Is it possible that these replacement parts are not being made correctly, or there is an error in the part numbers associated with these parts. Has anyone come across this oddness?
That is definitely strange. Like Bob, I've never had to replace an EGR valve on an XJ40 - I've only cleaned the carbon out of the ports. The valves have always tested good.
Any chance you could post photos of what your mechanic found?
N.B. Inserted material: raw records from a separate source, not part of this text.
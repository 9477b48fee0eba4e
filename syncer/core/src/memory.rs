//! An in-memory datastore.
//!
//! The store keeps a bounded history of changes so that watches may resume
//! from any recent revision, as a real datastore would.

use crate::{
    api::{Client, ClientFactory, KVPairList, ListOptions, WatchEvent, WatchStream},
    apiconfig::{CalicoApiConfig, DatastoreType},
    error::Error,
    key::Key,
    model::KVPair,
};
use ahash::AHashMap as HashMap;
use futures::prelude::*;
use parking_lot::RwLock;
use std::{
    collections::{BTreeMap, VecDeque},
    sync::{
        atomic::{AtomicBool, AtomicUsize, Ordering},
        Arc,
    },
};
use tokio::sync::broadcast;
use tokio_stream::wrappers::{errors::BroadcastStreamRecvError, BroadcastStream};

const HISTORY_LIMIT: usize = 1024;
const EVENTS_CAPACITY: usize = 1024;

/// A handle on an in-memory store. Clones share the store; closing a handle
/// only affects that handle.
#[derive(Clone)]
pub struct MemoryClient {
    shared: Arc<Shared>,
    closed: Arc<AtomicBool>,
}

/// Hands out handles on named in-memory stores, keyed by the endpoint of a
/// datastore config.
#[derive(Clone, Default)]
pub struct MemoryClientFactory {
    stores: Arc<RwLock<HashMap<String, MemoryClient>>>,
    attempts: Arc<AtomicUsize>,
}

struct Shared {
    store: RwLock<Store>,
    events: broadcast::Sender<Broadcast>,
}

#[derive(Default)]
struct Store {
    revision: u64,
    items: BTreeMap<Key, KVPair>,
    history: VecDeque<(u64, WatchEvent)>,
    unavailable: Option<Error>,
}

#[derive(Clone, Debug)]
enum Broadcast {
    Event(u64, WatchEvent),
    Interrupt(Error),
}

// === impl MemoryClient ===

impl Default for MemoryClient {
    fn default() -> Self {
        Self::new()
    }
}

impl MemoryClient {
    pub fn new() -> Self {
        let (events, _) = broadcast::channel(EVENTS_CAPACITY);
        Self {
            shared: Arc::new(Shared {
                store: RwLock::new(Store::default()),
                events,
            }),
            closed: Arc::new(AtomicBool::new(false)),
        }
    }

    /// Returns a new handle on the same store.
    pub fn session(&self) -> Self {
        Self {
            shared: self.shared.clone(),
            closed: Arc::new(AtomicBool::new(false)),
        }
    }

    pub fn create(&self, kv: KVPair) -> Result<KVPair, Error> {
        self.check_open()?;
        let mut store = self.shared.store.write();
        if store.items.contains_key(&kv.key) {
            return Err(Error::ResourceAlreadyExists(kv.key.to_string()));
        }
        Ok(self.write(&mut store, kv))
    }

    /// Creates or replaces the value at `kv.key`, ignoring `kv.revision`.
    pub fn apply(&self, kv: KVPair) -> Result<KVPair, Error> {
        self.check_open()?;
        let mut store = self.shared.store.write();
        Ok(self.write(&mut store, kv))
    }

    pub fn remove(&self, key: &Key) -> Result<KVPair, Error> {
        self.check_open()?;
        let mut store = self.shared.store.write();
        self.remove_locked(&mut store, key, "")
    }

    /// While set, every `Client` operation fails with `error` and open watches
    /// are interrupted. The store itself may still be modified through
    /// `create`, `apply` and `remove`.
    pub fn set_unavailable(&self, error: Option<Error>) {
        let mut store = self.shared.store.write();
        if let Some(error) = error.clone() {
            let _ = self.shared.events.send(Broadcast::Interrupt(error));
        }
        store.unavailable = error;
    }

    /// Interrupts open watches without changing any data.
    pub fn interrupt_watches(&self, error: Error) {
        let _store = self.shared.store.write();
        let _ = self.shared.events.send(Broadcast::Interrupt(error));
    }

    pub fn len(&self) -> usize {
        self.shared.store.read().items.len()
    }

    pub fn is_empty(&self) -> bool {
        self.len() == 0
    }

    pub fn revision(&self) -> u64 {
        self.shared.store.read().revision
    }

    fn check_open(&self) -> Result<(), Error> {
        if self.closed.load(Ordering::Acquire) {
            return Err(Error::Closed);
        }
        Ok(())
    }

    fn check(&self) -> Result<(), Error> {
        self.check_open()?;
        if let Some(error) = self.shared.store.read().unavailable.clone() {
            return Err(error);
        }
        Ok(())
    }

    fn write(&self, store: &mut Store, mut kv: KVPair) -> KVPair {
        store.revision += 1;
        let revision = store.revision;
        kv.revision = revision.to_string();
        let event = match store.items.insert(kv.key.clone(), kv.clone()) {
            Some(_) => WatchEvent::Modified(kv.clone()),
            None => WatchEvent::Added(kv.clone()),
        };
        self.publish(store, revision, event);
        kv
    }

    fn remove_locked(&self, store: &mut Store, key: &Key, revision: &str) -> Result<KVPair, Error> {
        let current = store
            .items
            .get(key)
            .ok_or_else(|| Error::ResourceDoesNotExist(key.to_string()))?;
        if !revision.is_empty() && current.revision != revision {
            return Err(Error::ResourceUpdateConflict(key.to_string()));
        }

        let mut kv = store.items.remove(key).expect("item must exist");
        store.revision += 1;
        let revision = store.revision;
        kv.revision = revision.to_string();
        self.publish(store, revision, WatchEvent::Deleted(kv.clone()));
        Ok(kv)
    }

    fn publish(&self, store: &mut Store, revision: u64, event: WatchEvent) {
        store.history.push_back((revision, event.clone()));
        while store.history.len() > HISTORY_LIMIT {
            store.history.pop_front();
        }
        // Sent while the store is locked so that a concurrent watch either
        // replays the event from history or receives it live.
        let _ = self.shared.events.send(Broadcast::Event(revision, event));
    }
}

#[async_trait::async_trait]
impl Client for MemoryClient {
    async fn list(&self, list: &ListOptions, _revision: &str) -> Result<KVPairList, Error> {
        self.check()?;
        let store = self.shared.store.read();
        let items = store
            .items
            .values()
            .filter(|kv| list.matches(&kv.key))
            .cloned()
            .collect();
        Ok(KVPairList {
            items,
            revision: store.revision.to_string(),
        })
    }

    async fn watch(&self, list: &ListOptions, revision: &str) -> Result<WatchStream, Error> {
        self.check()?;
        let store = self.shared.store.read();
        let since = if revision.is_empty() {
            store.revision
        } else {
            revision
                .parse::<u64>()
                .map_err(|_| Error::Watch(format!("invalid revision: {revision}")))?
        };

        if let Some((oldest, _)) = store.history.front() {
            if since + 1 < *oldest {
                return Err(Error::Watch(format!(
                    "revision {since} has been compacted"
                )));
            }
        }

        let replay = store
            .history
            .iter()
            .filter(|(rev, ev)| *rev > since && ev.key().is_some_and(|k| list.matches(k)))
            .map(|(_, ev)| ev.clone())
            .collect::<Vec<_>>();
        let rx = self.shared.events.subscribe();
        drop(store);

        let list = list.clone();
        let live = BroadcastStream::new(rx)
            .filter_map(move |msg| {
                future::ready(match msg {
                    Ok(Broadcast::Event(rev, ev)) => {
                        (rev > since && ev.key().is_some_and(|k| list.matches(k))).then_some(ev)
                    }
                    Ok(Broadcast::Interrupt(error)) => Some(WatchEvent::Error(error)),
                    Err(BroadcastStreamRecvError::Lagged(n)) => Some(WatchEvent::Error(
                        Error::Watch(format!("watch fell behind by {n} events")),
                    )),
                })
            })
            .scan(false, |failed, ev| {
                // Nothing follows an error.
                if *failed {
                    return future::ready(None);
                }
                *failed = matches!(ev, WatchEvent::Error(_));
                future::ready(Some(ev))
            });

        Ok(Box::pin(stream::iter(replay).chain(live)))
    }

    async fn get(&self, key: &Key, _revision: &str) -> Result<KVPair, Error> {
        self.check()?;
        self.shared
            .store
            .read()
            .items
            .get(key)
            .cloned()
            .ok_or_else(|| Error::ResourceDoesNotExist(key.to_string()))
    }

    async fn update(&self, kv: KVPair) -> Result<KVPair, Error> {
        self.check()?;
        let mut store = self.shared.store.write();
        let current = store
            .items
            .get(&kv.key)
            .ok_or_else(|| Error::ResourceDoesNotExist(kv.key.to_string()))?;
        if !kv.revision.is_empty() && current.revision != kv.revision {
            return Err(Error::ResourceUpdateConflict(kv.key.to_string()));
        }
        Ok(self.write(&mut store, kv))
    }

    async fn delete(&self, key: &Key, revision: &str) -> Result<KVPair, Error> {
        self.check()?;
        let mut store = self.shared.store.write();
        self.remove_locked(&mut store, key, revision)
    }

    async fn close(&self) -> Result<(), Error> {
        self.closed.store(true, Ordering::Release);
        Ok(())
    }

    async fn clean(&self) -> Result<(), Error> {
        self.check()?;
        let mut store = self.shared.store.write();
        let keys = store.items.keys().cloned().collect::<Vec<_>>();
        for key in keys {
            self.remove_locked(&mut store, &key, "")?;
        }
        Ok(())
    }
}

// === impl MemoryClientFactory ===

impl MemoryClientFactory {
    /// Makes `client` reachable through configs whose endpoint is `endpoint`.
    pub fn insert(&self, endpoint: impl ToString, client: MemoryClient) {
        self.stores.write().insert(endpoint.to_string(), client);
    }

    pub fn remove(&self, endpoint: &str) -> Option<MemoryClient> {
        self.stores.write().remove(endpoint)
    }

    /// The number of clients requested so far.
    pub fn attempts(&self) -> usize {
        self.attempts.load(Ordering::Acquire)
    }

    fn endpoint(config: &CalicoApiConfig) -> &str {
        match config.datastore_type {
            DatastoreType::EtcdV3 => &config.etcd.endpoints,
            DatastoreType::Kubernetes if !config.kube.api_endpoint.is_empty() => {
                &config.kube.api_endpoint
            }
            DatastoreType::Kubernetes if !config.kube.kubeconfig_inline.is_empty() => {
                &config.kube.kubeconfig_inline
            }
            DatastoreType::Kubernetes => &config.kube.kubeconfig,
        }
    }
}

#[async_trait::async_trait]
impl ClientFactory for MemoryClientFactory {
    async fn create_client(&self, config: &CalicoApiConfig) -> Result<Arc<dyn Client>, Error> {
        self.attempts.fetch_add(1, Ordering::AcqRel);
        let endpoint = Self::endpoint(config);
        match self.stores.read().get(endpoint) {
            Some(store) => Ok(Arc::new(store.session())),
            None => Err(Error::Datastore(format!(
                "dial {endpoint}: connection refused"
            ))),
        }
    }
}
Well, not pictures are available because the part is back on the car and in the owners garage. But I can share this image that we used to troubleshoot the thing. When the closing crimp was cut and the VACUUM CHAMBER exposed, he found that the AIR FLOW IN port did not exist on the center diaphragm plate. He also found that the RESTRICTION did not exist on the VACUUM SOURCE port. So regardless of what took place with the CONTROL VALVE in response to exhaust back pressure, once the ECU signaled the vacuum valve to apply vacuum to the EGR valve, the valve is trapped in the open position.
To fix it he was able to drill a hole in the diaphragm plate into the center chamber to create a AIR FLOW IN port, and insert a restriction in the VACUUM SOURCE port. He closed it with the clever brake line crimp, reinstalled and the car ran as it should.
The bench test suggested something odd because when the valve was manually opened and the VACUUM SOURCE blocked the diaphrgm was vacuum locked in the open position. Once the VACUUM SOURCE was opened, it immediately returned to the closed position. The new valve intended to replace the suspect valve performed in the same manner on the bench test so it was not used the the old one was opened to investigate.
If the mechanic logs into this thread he can share more information on the valve part numbers and background on the car. I just happened by in the middle of the job.
So there you have it. I've never seen a part that was just made wrong, but that is what this looks like.